ASSIGNMENT:
Check each line of the material. Copy those containing "take".

┌────────

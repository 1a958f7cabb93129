//! Exclusion selectors.
//!
//! A small CSS subset, enough to describe which page regions the inspector
//! must ignore: comma-separated groups of compound selectors (`tag`, `*`,
//! `#id`, `.class`, `[attr]`, `[attr=value]`) joined by descendant
//! (whitespace) or child (`>`) combinators.

use std::fmt;
use std::str::FromStr;

use inspector_protocols::{ElementHandle, SelectorError};

#[derive(Debug, Clone, PartialEq, Eq)]
enum AttrCondition {
    Exists(String),
    Equals(String, String),
}

#[derive(Debug, Clone, Default, PartialEq, Eq)]
struct CompoundSelector {
    tag: Option<String>,
    universal: bool,
    id: Option<String>,
    classes: Vec<String>,
    attrs: Vec<AttrCondition>,
}

impl CompoundSelector {
    fn matches<E: ElementHandle>(&self, element: &E) -> bool {
        if let Some(ref tag) = self.tag {
            if !element.tag_name().eq_ignore_ascii_case(tag) {
                return false;
            }
        }
        if let Some(ref id) = self.id {
            if element.id() != *id {
                return false;
            }
        }
        if !self.classes.is_empty() {
            let classes = element.class_list();
            if !self.classes.iter().all(|c| classes.contains(c)) {
                return false;
            }
        }
        self.attrs.iter().all(|cond| match cond {
            AttrCondition::Exists(name) => element.has_attribute(name),
            AttrCondition::Equals(name, value) => {
                element.attribute(name).as_deref() == Some(value.as_str())
            }
        })
    }

    fn is_empty(&self) -> bool {
        self.tag.is_none()
            && !self.universal
            && self.id.is_none()
            && self.classes.is_empty()
            && self.attrs.is_empty()
    }
}

#[derive(Debug, Clone, Copy, PartialEq, Eq)]
enum Combinator {
    Descendant,
    Child,
}

#[derive(Debug, Clone, PartialEq, Eq)]
struct SelectorPart {
    compound: CompoundSelector,
    // Relation to the part on the left.
    combinator: Option<Combinator>,
}

/// A parsed exclusion selector.
#[derive(Debug, Clone, PartialEq, Eq)]
pub struct Selector {
    source: String,
    groups: Vec<Vec<SelectorPart>>,
}

impl Selector {
    pub fn parse(selector: &str) -> Result<Self, SelectorError> {
        let source = selector.trim();
        if source.is_empty() {
            return Err(SelectorError::Empty);
        }

        let groups = split_groups(source)?
            .iter()
            .map(|group| parse_chain(group))
            .collect::<Result<Vec<_>, _>>()?;

        Ok(Self {
            source: source.to_string(),
            groups,
        })
    }

    /// The selector text as written.
    pub fn as_str(&self) -> &str {
        &self.source
    }

    /// Whether `element` itself matches any group.
    pub fn matches<E: ElementHandle>(&self, element: &E) -> bool {
        self.groups.iter().any(|parts| matches_parts(parts, element))
    }

    /// Whether `element` or one of its ancestors matches (DOM `closest`).
    pub fn matches_self_or_ancestor<E: ElementHandle>(&self, element: &E) -> bool {
        element
            .ancestors_inclusive()
            .iter()
            .any(|candidate| self.matches(candidate))
    }
}

impl FromStr for Selector {
    type Err = SelectorError;

    fn from_str(s: &str) -> Result<Self, Self::Err> {
        Self::parse(s)
    }
}

impl fmt::Display for Selector {
    fn fmt(&self, f: &mut fmt::Formatter<'_>) -> fmt::Result {
        f.write_str(&self.source)
    }
}

fn matches_parts<E: ElementHandle>(parts: &[SelectorPart], element: &E) -> bool {
    let Some((last, rest)) = parts.split_last() else {
        return true;
    };
    if !last.compound.matches(element) {
        return false;
    }
    if rest.is_empty() {
        return true;
    }

    match last.combinator {
        Some(Combinator::Child) => element
            .parent()
            .is_some_and(|parent| matches_parts(rest, &parent)),
        _ => {
            let mut current = element.parent();
            while let Some(ancestor) = current {
                if matches_parts(rest, &ancestor) {
                    return true;
                }
                current = ancestor.parent();
            }
            false
        }
    }
}

/// Splits on top-level commas, keeping brackets and quotes intact.
fn split_groups(selector: &str) -> Result<Vec<String>, SelectorError> {
    let mut groups = Vec::new();
    let mut current = String::new();
    let mut depth = 0usize;
    let mut quote: Option<char> = None;

    for ch in selector.chars() {
        if let Some(q) = quote {
            current.push(ch);
            if ch == q {
                quote = None;
            }
            continue;
        }
        match ch {
            '"' | '\'' if depth > 0 => {
                quote = Some(ch);
                current.push(ch);
            }
            '[' => {
                depth += 1;
                current.push(ch);
            }
            ']' => {
                if depth == 0 {
                    return Err(SelectorError::unsupported(selector, "unbalanced ']'"));
                }
                depth -= 1;
                current.push(ch);
            }
            ',' if depth == 0 => {
                groups.push(std::mem::take(&mut current));
            }
            _ => current.push(ch),
        }
    }

    if depth > 0 || quote.is_some() {
        return Err(SelectorError::unsupported(selector, "unterminated attribute selector"));
    }
    groups.push(current);

    if groups.iter().any(|g| g.trim().is_empty()) {
        return Err(SelectorError::unsupported(selector, "empty selector group"));
    }
    Ok(groups)
}

fn tokenize_chain(group: &str) -> Vec<String> {
    let mut tokens = Vec::new();
    let mut current = String::new();
    let mut depth = 0usize;
    let mut quote: Option<char> = None;

    let flush = |tokens: &mut Vec<String>, current: &mut String| {
        if !current.is_empty() {
            tokens.push(std::mem::take(current));
        }
    };

    for ch in group.chars() {
        if let Some(q) = quote {
            current.push(ch);
            if ch == q {
                quote = None;
            }
            continue;
        }
        match ch {
            '"' | '\'' if depth > 0 => {
                quote = Some(ch);
                current.push(ch);
            }
            '[' => {
                depth += 1;
                current.push(ch);
            }
            ']' => {
                depth = depth.saturating_sub(1);
                current.push(ch);
            }
            '>' if depth == 0 => {
                flush(&mut tokens, &mut current);
                tokens.push(">".to_string());
            }
            c if depth == 0 && c.is_whitespace() => flush(&mut tokens, &mut current),
            _ => current.push(ch),
        }
    }
    flush(&mut tokens, &mut current);
    tokens
}

fn parse_chain(group: &str) -> Result<Vec<SelectorPart>, SelectorError> {
    let group = group.trim();
    let mut parts: Vec<SelectorPart> = Vec::new();
    let mut pending: Option<Combinator> = None;

    for token in tokenize_chain(group) {
        if token == ">" {
            if pending.is_some() || parts.is_empty() {
                return Err(SelectorError::unsupported(group, "dangling '>' combinator"));
            }
            pending = Some(Combinator::Child);
            continue;
        }

        let compound = parse_compound(&token)?;
        let combinator = if parts.is_empty() {
            None
        } else {
            Some(pending.take().unwrap_or(Combinator::Descendant))
        };
        parts.push(SelectorPart {
            compound,
            combinator,
        });
    }

    if parts.is_empty() || pending.is_some() {
        return Err(SelectorError::unsupported(group, "incomplete selector"));
    }
    Ok(parts)
}

fn is_ident_char(ch: char) -> bool {
    ch.is_alphanumeric() || ch == '-' || ch == '_' || !ch.is_ascii()
}

fn parse_ident(chars: &[char], start: usize) -> Option<(String, usize)> {
    let mut end = start;
    while end < chars.len() && is_ident_char(chars[end]) {
        end += 1;
    }
    (end > start).then(|| (chars[start..end].iter().collect(), end))
}

fn parse_compound(token: &str) -> Result<CompoundSelector, SelectorError> {
    let chars: Vec<char> = token.chars().collect();
    let mut compound = CompoundSelector::default();
    let mut i = 0usize;

    while i < chars.len() {
        match chars[i] {
            '*' => {
                if i != 0 {
                    return Err(SelectorError::unsupported(token, "'*' must come first"));
                }
                compound.universal = true;
                i += 1;
            }
            '#' => {
                let (id, next) = parse_ident(&chars, i + 1)
                    .ok_or_else(|| SelectorError::unsupported(token, "expected an id after '#'"))?;
                if compound.id.replace(id).is_some() {
                    return Err(SelectorError::unsupported(token, "more than one id"));
                }
                i = next;
            }
            '.' => {
                let (class, next) = parse_ident(&chars, i + 1).ok_or_else(|| {
                    SelectorError::unsupported(token, "expected a class name after '.'")
                })?;
                compound.classes.push(class);
                i = next;
            }
            '[' => {
                let (cond, next) = parse_attr(token, &chars, i)?;
                compound.attrs.push(cond);
                i = next;
            }
            ':' => {
                return Err(SelectorError::unsupported(
                    token,
                    "pseudo-classes are not supported",
                ));
            }
            _ => {
                if i != 0 {
                    return Err(SelectorError::unsupported(
                        token,
                        format!("unexpected character '{}'", chars[i]),
                    ));
                }
                let (tag, next) = parse_ident(&chars, i).ok_or_else(|| {
                    SelectorError::unsupported(token, format!("unexpected character '{}'", chars[i]))
                })?;
                compound.tag = Some(tag);
                i = next;
            }
        }
    }

    if compound.is_empty() {
        return Err(SelectorError::unsupported(token, "empty compound selector"));
    }
    Ok(compound)
}

/// Parses `[name]` or `[name=value]` starting at the `[` at `start`.
fn parse_attr(
    token: &str,
    chars: &[char],
    start: usize,
) -> Result<(AttrCondition, usize), SelectorError> {
    let mut end = start + 1;
    let mut quote: Option<char> = None;
    while end < chars.len() {
        let ch = chars[end];
        match quote {
            Some(q) if ch == q => quote = None,
            Some(_) => {}
            None if ch == '"' || ch == '\'' => quote = Some(ch),
            None if ch == ']' => break,
            None => {}
        }
        end += 1;
    }
    if end >= chars.len() {
        return Err(SelectorError::unsupported(token, "unterminated attribute selector"));
    }

    let body: String = chars[start + 1..end].iter().collect();
    let next = end + 1;

    let Some((name, value)) = body.split_once('=') else {
        let name = body.trim();
        if name.is_empty() || !name.chars().all(is_ident_char) {
            return Err(SelectorError::unsupported(token, "invalid attribute name"));
        }
        return Ok((AttrCondition::Exists(name.to_string()), next));
    };

    let name = name.trim();
    if name.ends_with(['~', '|', '^', '$', '*']) {
        return Err(SelectorError::unsupported(
            token,
            "only [attr] and [attr=value] are supported",
        ));
    }
    if name.is_empty() || !name.chars().all(is_ident_char) {
        return Err(SelectorError::unsupported(token, "invalid attribute name"));
    }

    let value = value.trim();
    let value = match value.chars().next() {
        Some(q @ ('"' | '\'')) => {
            if value.len() < 2 || !value.ends_with(q) {
                return Err(SelectorError::unsupported(token, "unterminated quoted value"));
            }
            &value[1..value.len() - 1]
        }
        _ => value,
    };

    Ok((AttrCondition::Equals(name.to_string(), value.to_string()), next))
}

#[cfg(test)]
#[path = "selector_tests.rs"]
mod tests;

└────────

SOLUTION:
                groups.push(std::mem::take(&mut current));
            tokens.push(std::mem::take(current));
            Some(pending.take().unwrap_or(Combinator::Descendant))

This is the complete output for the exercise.